Depuis 2019, chaque 1er mars, tout employeur d’une entreprise d’au moins 50 salariés doit publier sur son site internet ou transmettre à ses salariés, son index de l’égalité professionnelle avec les notes qui le composent. Ces informations sont également transmises au comité social et économique et à l’inspection du travail. Ce nouveau Céreq Bref revient sur chacune des cinq composantes de l’index, à la lumière des entretiens menés auprès d’une quarantaine d’établissements. Si celui-ci est vu comme une avancée dans le combat pour l’égalité professionnelle entre les hommes et les femmes, les auteurs pointent une construction parfois difficile et un usage inégal par les entreprises.
Un outil de mesure de l’écart salarial « résiduel »
- L’index est pensé comme un outil synthétique mesurant les inégalités salariales résiduelles (après neutralisation du temps de travail et des positionnements professionnels différents) et prenant en compte aussi les augmentations, les promotions et la répartition genrée des plus hauts salaires.
- En 2022, 61 % des entreprises ont publié leur index : 92 % d’entre elles ont un index supérieur à 75, seuil en dessous duquel elles sont dans l’obligation de mettre en place des mesures correctrices dans les trois ans.
Cinq indicateurs pour un index
- Les écarts de rémunération entre hommes et femmes (40 % dans le calcul de l’index) : mesurés sur la base d’une classification en 16 groupes (4 catégories socioprofessionnelles et 4 tranches d’âge), ils peuvent regrouper des métiers très différents et donc non comparables.
- Les écarts d’augmentations individuelles (20 % de l’index) et de promotions (15 % de l’index) sont deux indicateurs qui ont le mérite de corriger en partie la conception statique du premier indicateur. Toutefois le montant des augmentations n’est pas retenu, seul le nombre de personnes promues rentre en ligne de compte.
- Le nombre de salariées augmentées au retour d’un congé maternité constitue le quatrième indicateur (15 % de l’index). Celui-ci exerce un contrôle du respect de la législation qui oblige au rattrapage salarial mais laisse de côté les retards de carrière induits.
- Le nombre de salariés du sexe sous-représenté parmi les 10 plus hautes rémunérations est le dernier indicateur retenu (10 % de l’index). Il est souvent très corrélé à la proportion de hauts cadres féminins et sa correction ne peut s’envisager qu’à long terme.

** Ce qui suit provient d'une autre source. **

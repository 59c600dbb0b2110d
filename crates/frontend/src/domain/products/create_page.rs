use contracts::domain::products::dto::{
    CreateProductRequest, ProductStatus, ProductWorkflowResponse,
};
use leptos::prelude::*;
use leptos::task::spawn_local;

use super::api;
use crate::app::AppTab;
use crate::shared::json_viewer::JsonViewer;

#[component]
pub fn CreateProductPage(set_active_tab: WriteSignal<AppTab>) -> impl IntoView {
    let (title, set_title) = signal(String::new());
    let (status, set_status) = signal(ProductStatus::Active);
    let (sku, set_sku) = signal(String::new());
    let (is_submitting, set_is_submitting) = signal(false);
    let (result, set_result) = signal(None::<ProductWorkflowResponse>);
    let (toast, set_toast) = signal(String::new());

    let submit = move |_| {
        if is_submitting.get() {
            return;
        }
        set_is_submitting.set(true);
        let request = CreateProductRequest {
            title: title.get(),
            status: status.get(),
            sku: sku.get(),
        };
        spawn_local(async move {
            match api::create_product(request).await {
                Ok(resp) => {
                    if resp.product.is_some() && resp.error.is_none() {
                        set_toast.set("Product created successfully!".to_string());
                        spawn_local(async move {
                            gloo_timers::future::TimeoutFuture::new(5000).await;
                            set_toast.set(String::new());
                        });
                    }
                    set_result.set(Some(resp));
                }
                Err(e) => {
                    // Transport failures land in the same banner as
                    // workflow errors
                    set_result.set(Some(ProductWorkflowResponse {
                        error: Some(e),
                        ..Default::default()
                    }));
                }
            }
            set_is_submitting.set(false);
        });
    };

    view! {
        <div class="page create-product-page">
            <h2 class="page-title">"Create a New Product"</h2>
            <div class="card">
                <h3 class="section-title">
                    "Enter Product Details(it will show a json of the product created)"
                </h3>

                {move || {
                    let msg = toast.get();
                    (!msg.is_empty()).then(|| view! { <div class="toast">{msg}</div> })
                }}
                {move || {
                    result
                        .get()
                        .and_then(|resp| resp.error)
                        .map(|error| view! { <div class="error-banner">{error}</div> })
                }}

                <div class="form">
                    <label class="form-field">
                        <span class="form-label">"Title"</span>
                        <input
                            type="text"
                            autocomplete="off"
                            prop:value=move || title.get()
                            on:input=move |ev| set_title.set(event_target_value(&ev))
                        />
                    </label>
                    <label class="form-field">
                        <span class="form-label">"Status"</span>
                        <select on:change=move |ev| {
                            set_status
                                .set(
                                    match event_target_value(&ev).as_str() {
                                        "DRAFT" => ProductStatus::Draft,
                                        _ => ProductStatus::Active,
                                    },
                                )
                        }>
                            <option
                                value="ACTIVE"
                                selected=move || status.get() == ProductStatus::Active
                            >
                                "Active"
                            </option>
                            <option
                                value="DRAFT"
                                selected=move || status.get() == ProductStatus::Draft
                            >
                                "Draft"
                            </option>
                        </select>
                    </label>
                    <label class="form-field">
                        <span class="form-label">"SKU"</span>
                        <input
                            type="text"
                            autocomplete="off"
                            prop:value=move || sku.get()
                            on:input=move |ev| set_sku.set(event_target_value(&ev))
                        />
                    </label>
                    <div class="button-row">
                        <button
                            class="button"
                            on:click=move |_| set_active_tab.set(AppTab::Products)
                        >
                            "Back to Home"
                        </button>
                        <button
                            class="button button--primary"
                            on:click=submit
                            disabled=move || is_submitting.get()
                        >
                            {move || if is_submitting.get() { "Creating..." } else { "Create Product" }}
                        </button>
                    </div>
                </div>

                {move || {
                    result.get().map(|resp| {
                        view! {
                            <>
                                {resp.product.as_ref().map(|product| {
                                    let json = serde_json::to_string_pretty(product)
                                        .unwrap_or_else(|_| "{}".to_string());
                                    view! {
                                        <JsonViewer
                                            json_content=json
                                            title="Created Product Data".to_string()
                                        />
                                    }
                                })}
                                {resp.variants.as_ref().map(|variants| {
                                    let json = serde_json::to_string_pretty(variants)
                                        .unwrap_or_else(|_| "{}".to_string());
                                    view! {
                                        <JsonViewer
                                            json_content=json
                                            title="Updated Variant Data".to_string()
                                        />
                                    }
                                })}
                            </>
                        }
                    })
                }}
            </div>
        </div>
    }
}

Quatre positionnements observés face à l’index
- Pour un premier groupe d’entreprises, souvent de grande taille et déjà investies dans l’égalité professionnelle, la valeur ajoutée de l’index est limitée mais reconnue. Ce sont les entreprises avec le meilleur index.
- Un deuxième groupe de grandes entreprises reprochent à l’index son incomplétude et imprécision par rapport aux outils maisons préexistants.
- Pour un troisième groupe, qui s’intéressait peu à cette question, l’index constitue un outil de gestion préfigurant une politique de réduction des inégalités.
- Le dernier groupe, rassemblant les plus petites entreprises, n’y voit qu’une tâche supplémentaire administrative à effectuer.
Les auteurs notent, d’une part, que la technicité souvent complexe de cet index limite son appropriation par les représentants du personnel et pourrait conduire à le réduire à un simple outil de pilotage managérial, l’obtention d’une note conforme de 75 imposant une vision restrictive de la politique d’égalité. D’autre part, en se concentrant sur les écarts résiduels au sein des entreprises, l’index contribue à masquer les premiers facteurs d’inégalité que sont les surreprésentations des femmes dans les emplois à temps partiel et parmi les bas salaires.
L’index de l’égalité professionnelle : utile mais imparfait
Benoit Cart, Martine Pernod-Lemattre, Marie-Hélène Toutin
Céreq Bref n°428, 2022, 4p.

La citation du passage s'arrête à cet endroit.